# TASK DETAILS
Go to the line that contains "impl Drop for Client" and extract it along with every line after it, exactly, through the end of the data below.

(RECORD EXCERPTS begins)

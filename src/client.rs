//! Call-multiplexing client
//!
//! One [`Client`] owns one connection. Any number of tasks may issue calls
//! on it concurrently: requests are written one at a time under a send
//! lock, and a single background reader matches each response to its call
//! by sequence number.
//!
//! ```rust,no_run
//! # async fn demo() -> wirecall::Result<()> {
//! use wirecall::Client;
//!
//! let client = Client::dial("127.0.0.1:9000", None).await?;
//! let sum: i32 = client.call("Arith.Sum", &(3, 4)).await?;
//! assert_eq!(sum, 7);
//! # Ok(())
//! # }
//! ```

use std::collections::HashMap;
use std::fmt;
use std::sync::{Arc, Mutex};

use serde::Serialize;
use serde::de::DeserializeOwned;
use tokio::io::{AsyncRead, AsyncWrite};
use tokio::net::{TcpStream, ToSocketAddrs};
use tokio::sync::mpsc::error::TrySendError;
use tokio::sync::{Notify, mpsc};
use tokio::task::JoinHandle;
use tracing::{Instrument, debug, info_span, instrument, warn};
use uuid::Uuid;

use crate::protocol::metrics::Metrics;
use crate::protocol::{CodecRegistry, DecodeTarget, Error, Header, Options, Result};
use crate::transport::{self, Config, ConnReader, ConnWriter};

/// Outcome of one call, delivered on its completion channel.
#[derive(Debug)]
pub struct Call<R> {
    /// Sequence number the request was sent with
    pub seq: u64,
    /// Target in `Service.Method` form
    pub service_method: String,
    /// Decoded reply, present when the call succeeded
    pub reply: Option<R>,
    /// Failure, if any
    pub error: Option<Error>,
}

impl<R> Call<R> {
    /// The reply, or the error the call completed with.
    pub fn into_result(self) -> Result<R> {
        if let Some(err) = self.error {
            return Err(err);
        }
        self.reply
            .ok_or_else(|| Error::Decode(format!("no reply for {}", self.service_method)))
    }
}

/// A call waiting in the pending table, with its reply type erased.
trait PendingCall: Send {
    fn assign(&mut self, seq: u64);
    fn reply_target(&mut self) -> &mut dyn DecodeTarget;
    fn complete(self: Box<Self>, error: Option<Error>);
}

struct Pending<R> {
    seq: u64,
    service_method: String,
    reply: Option<R>,
    done: mpsc::Sender<Call<R>>,
}

impl<R> PendingCall for Pending<R>
where
    R: DeserializeOwned + Send + 'static,
{
    fn assign(&mut self, seq: u64) {
        self.seq = seq;
    }

    fn reply_target(&mut self) -> &mut dyn DecodeTarget {
        &mut self.reply
    }

    fn complete(self: Box<Self>, error: Option<Error>) {
        let Pending {
            seq,
            service_method,
            reply,
            done,
        } = *self;
        if error.is_some() {
            Metrics::record_call_failed();
        }

        let call = Call {
            seq,
            reply: if error.is_none() { reply } else { None },
            service_method,
            error,
        };
        // The completer never waits on the caller.
        match done.try_send(call) {
            Ok(()) => {}
            Err(TrySendError::Full(call)) => {
                debug!(seq = call.seq, method = %call.service_method, "completion channel full, delivering later");
                tokio::spawn(async move {
                    if let Err(mpsc::error::SendError(call)) = done.send(call).await {
                        debug!(seq = call.seq, "caller went away, discarding call");
                    }
                });
            }
            Err(TrySendError::Closed(call)) => {
                debug!(seq = call.seq, method = %call.service_method, "caller went away, discarding call");
            }
        }
    }
}

/// A call taken out of the pending table by the reader.
///
/// If the read is abandoned before the call completes, dropping the claim
/// completes it with [`Error::Shutdown`].
struct Claimed(Option<Box<dyn PendingCall>>);

impl Claimed {
    fn reply_target(&mut self) -> Option<&mut dyn DecodeTarget> {
        self.0.as_mut().map(|call| call.reply_target())
    }

    fn complete(mut self, error: Option<Error>) {
        if let Some(call) = self.0.take() {
            call.complete(error);
        }
    }
}

impl Drop for Claimed {
    fn drop(&mut self) {
        if let Some(call) = self.0.take() {
            debug!("response read abandoned, failing its call");
            call.complete(Some(Error::Shutdown));
        }
    }
}

#[derive(Default)]
struct State {
    next_seq: u64,
    pending: HashMap<u64, Box<dyn PendingCall>>,
    /// Closed by the user
    closing: bool,
    /// Reader loop has stopped
    shutdown: bool,
}

struct Inner {
    state: Mutex<State>,
    sender: Arc<tokio::sync::Mutex<ConnWriter>>,
    close_signal: Notify,
    config: Config,
}

impl Inner {
    fn lock_state(&self) -> std::sync::MutexGuard<'_, State> {
        self.state.lock().expect("client state mutex poisoned")
    }

    /// Assign the next sequence number and park the call.
    fn register_call(
        &self,
        mut call: Box<dyn PendingCall>,
    ) -> std::result::Result<u64, Box<dyn PendingCall>> {
        let mut state = self.lock_state();
        if state.closing || state.shutdown {
            return Err(call);
        }
        state.next_seq += 1;
        let seq = state.next_seq;
        call.assign(seq);
        state.pending.insert(seq, call);
        Ok(seq)
    }

    fn remove_call(&self, seq: u64) -> Option<Box<dyn PendingCall>> {
        self.lock_state().pending.remove(&seq)
    }

    /// Mark the client shut down and fail everything still pending.
    fn terminate_calls(&self, cause: Option<&Error>) {
        let drained: Vec<_> = {
            let mut state = self.lock_state();
            state.shutdown = true;
            state.pending.drain().map(|(_, call)| call).collect()
        };
        if !drained.is_empty() {
            debug!(count = drained.len(), "failing pending calls");
        }
        for call in drained {
            let error = match cause {
                Some(cause) => Error::ConnectionLost(cause.to_string()),
                None => Error::Shutdown,
            };
            call.complete(Some(error));
        }
    }

    /// Returns false if the client was already closing.
    fn begin_close(&self) -> bool {
        {
            let mut state = self.lock_state();
            if state.closing {
                return false;
            }
            state.closing = true;
        }
        self.close_signal.notify_one();
        true
    }

    /// Read one response and complete the call it belongs to.
    ///
    /// Only errors that leave the stream unusable are returned.
    async fn receive(&self, reader: &mut ConnReader) -> Result<()> {
        let header = reader.read_header().await?;
        let Some(call) = self.remove_call(header.seq) else {
            // Usually a call whose write failed after it was registered.
            debug!(seq = header.seq, "response for unknown call");
            return reader.read_body(None).await;
        };
        let mut call = Claimed(Some(call));
        Metrics::record_response_received();

        if header.is_error() {
            let drained = reader.read_body(None).await;
            call.complete(Some(Error::Remote(header.error)));
            return drained;
        }

        match reader.read_body(call.reply_target()).await {
            Ok(()) => {
                call.complete(None);
                Ok(())
            }
            Err(err) if err.is_connection_fatal() => {
                call.complete(Some(Error::ConnectionLost(format!("reading body: {err}"))));
                Err(err)
            }
            Err(err) => {
                call.complete(Some(err));
                Ok(())
            }
        }
    }
}

async fn read_loop(inner: Arc<Inner>, mut reader: ConnReader) {
    let cause = loop {
        tokio::select! {
            biased;
            () = inner.close_signal.notified() => break None,
            result = inner.receive(&mut reader) => {
                if let Err(err) = result {
                    break Some(err);
                }
            }
        }
    };

    match &cause {
        None => debug!("client closed"),
        Some(err) if err.is_eof() => debug!("server closed the connection"),
        Some(err) => warn!(error = %err, "client reader stopped"),
    }
    inner.terminate_calls(cause.as_ref());
    inner.sender.lock().await.close().await;
}

/// RPC client bound to one connection.
pub struct Client {
    inner: Arc<Inner>,
    reader: Mutex<Option<JoinHandle<()>>>,
}

impl Client {
    /// Negotiate `options` on an open connection and start the reader.
    #[instrument(level = "debug", skip_all, fields(codec = %options.codec_type))]
    pub async fn new<S>(
        conn: S,
        options: Options,
        config: Config,
        registry: &CodecRegistry,
    ) -> Result<Self>
    where
        S: AsyncRead + AsyncWrite + Send + 'static,
    {
        let options = options.normalized();
        let (reader, writer) = transport::initiate(conn, &options, &config, registry).await?;

        let inner = Arc::new(Inner {
            state: Mutex::new(State::default()),
            sender: Arc::new(tokio::sync::Mutex::new(writer)),
            close_signal: Notify::new(),
            config,
        });
        let span = info_span!("client", conn = %Uuid::new_v4(), codec = %options.codec_type);
        let handle = tokio::spawn(read_loop(Arc::clone(&inner), reader).instrument(span));

        Ok(Self {
            inner,
            reader: Mutex::new(Some(handle)),
        })
    }

    /// Connect over TCP with the built-in codecs and default configuration.
    pub async fn dial(addr: impl ToSocketAddrs, options: Option<Options>) -> Result<Self> {
        let stream = TcpStream::connect(addr).await?;
        stream.set_nodelay(true)?;
        Self::new(
            stream,
            options.unwrap_or_default(),
            Config::default(),
            &CodecRegistry::default(),
        )
        .await
    }

    /// Completion channel with the configured default capacity.
    #[must_use]
    pub fn done_channel<R>(&self) -> (mpsc::Sender<Call<R>>, mpsc::Receiver<Call<R>>) {
        mpsc::channel(self.inner.config.done_capacity.max(1))
    }

    /// Send a request and return once it is written.
    ///
    /// The outcome arrives on `done`; if `done` is full at that moment it is
    /// delivered once the caller makes room. A call abandoned by its caller
    /// stays in the pending table until its response or a connection
    /// failure arrives. Dropping this future never leaves a partial frame on
    /// the wire: once sending starts it finishes in its own task.
    pub async fn go<A, R>(&self, service_method: &str, args: &A, done: mpsc::Sender<Call<R>>)
    where
        A: Serialize + Sync,
        R: DeserializeOwned + Send + 'static,
    {
        let call = Box::new(Pending {
            seq: 0,
            service_method: service_method.to_owned(),
            reply: None,
            done,
        });

        let mut writer = Arc::clone(&self.inner.sender).lock_owned().await;
        let seq = match self.inner.register_call(call) {
            Ok(seq) => seq,
            Err(call) => {
                drop(writer);
                call.complete(Some(Error::Shutdown));
                return;
            }
        };

        let staged = writer.stage(&Header::request(service_method, seq), args);
        let inner = Arc::clone(&self.inner);
        let send = tokio::spawn(async move {
            let written = writer.send_staged(staged).await;
            drop(writer);
            match written {
                Ok(()) => Metrics::record_call_sent(),
                Err(err) => {
                    debug!(seq, error = %err, "request write failed");
                    if let Some(call) = inner.remove_call(seq) {
                        call.complete(Some(err));
                    }
                }
            }
        });
        if let Err(err) = send.await {
            warn!(seq, error = %err, "request send task failed");
        }
    }

    /// Call `service_method` and wait for its reply.
    pub async fn call<A, R>(&self, service_method: &str, args: &A) -> Result<R>
    where
        A: Serialize + Sync,
        R: DeserializeOwned + Send + 'static,
    {
        let (done, mut completed) = mpsc::channel(1);
        self.go(service_method, args, done).await;
        match completed.recv().await {
            Some(call) => call.into_result(),
            None => Err(Error::Shutdown),
        }
    }

    /// Whether new calls are still accepted.
    #[must_use]
    pub fn is_available(&self) -> bool {
        let state = self.inner.lock_state();
        !state.closing && !state.shutdown
    }

    /// Close the connection.
    ///
    /// Pending calls complete with [`Error::Shutdown`] before this returns.
    /// Closing an already closed client returns [`Error::Shutdown`].
    pub async fn close(&self) -> Result<()> {
        if !self.inner.begin_close() {
            return Err(Error::Shutdown);
        }
        let handle = self
            .reader
            .lock()
            .expect("client reader mutex poisoned")
            .take();
        if let Some(handle) = handle {
            if let Err(err) = handle.await {
                warn!(error = %err, "client reader task failed");
            }
        }
        Ok(())
    }
}

impl Drop for Client {
    fn drop(&mut self) {
        self.inner.begin_close();
    }
}

impl fmt::Debug for Client {
    fn fmt(&self, f: &mut fmt::Formatter<'_>) -> fmt::Result {
        let state = self.inner.lock_state();
        f.debug_struct("Client")
            .field("pending", &state.pending.len())
            .field("closing", &state.closing)
            .field("shutdown", &state.shutdown)
            .finish_non_exhaustive()
    }
}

(RECORD EXCERPTS ends)

# ANSWER SPACE
impl Drop for Client {
    fn drop(&mut self) {
        self.inner.begin_close();
    }
}

impl fmt::Debug for Client {
    fn fmt(&self, f: &mut fmt::Formatter<'_>) -> fmt::Result {
        let state = self.inner.lock_state();
        f.debug_struct("Client")
            .field("pending", &state.pending.len())
            .field("closing", &state.closing)
            .field("shutdown", &state.shutdown)
            .finish_non_exhaustive()
    }
}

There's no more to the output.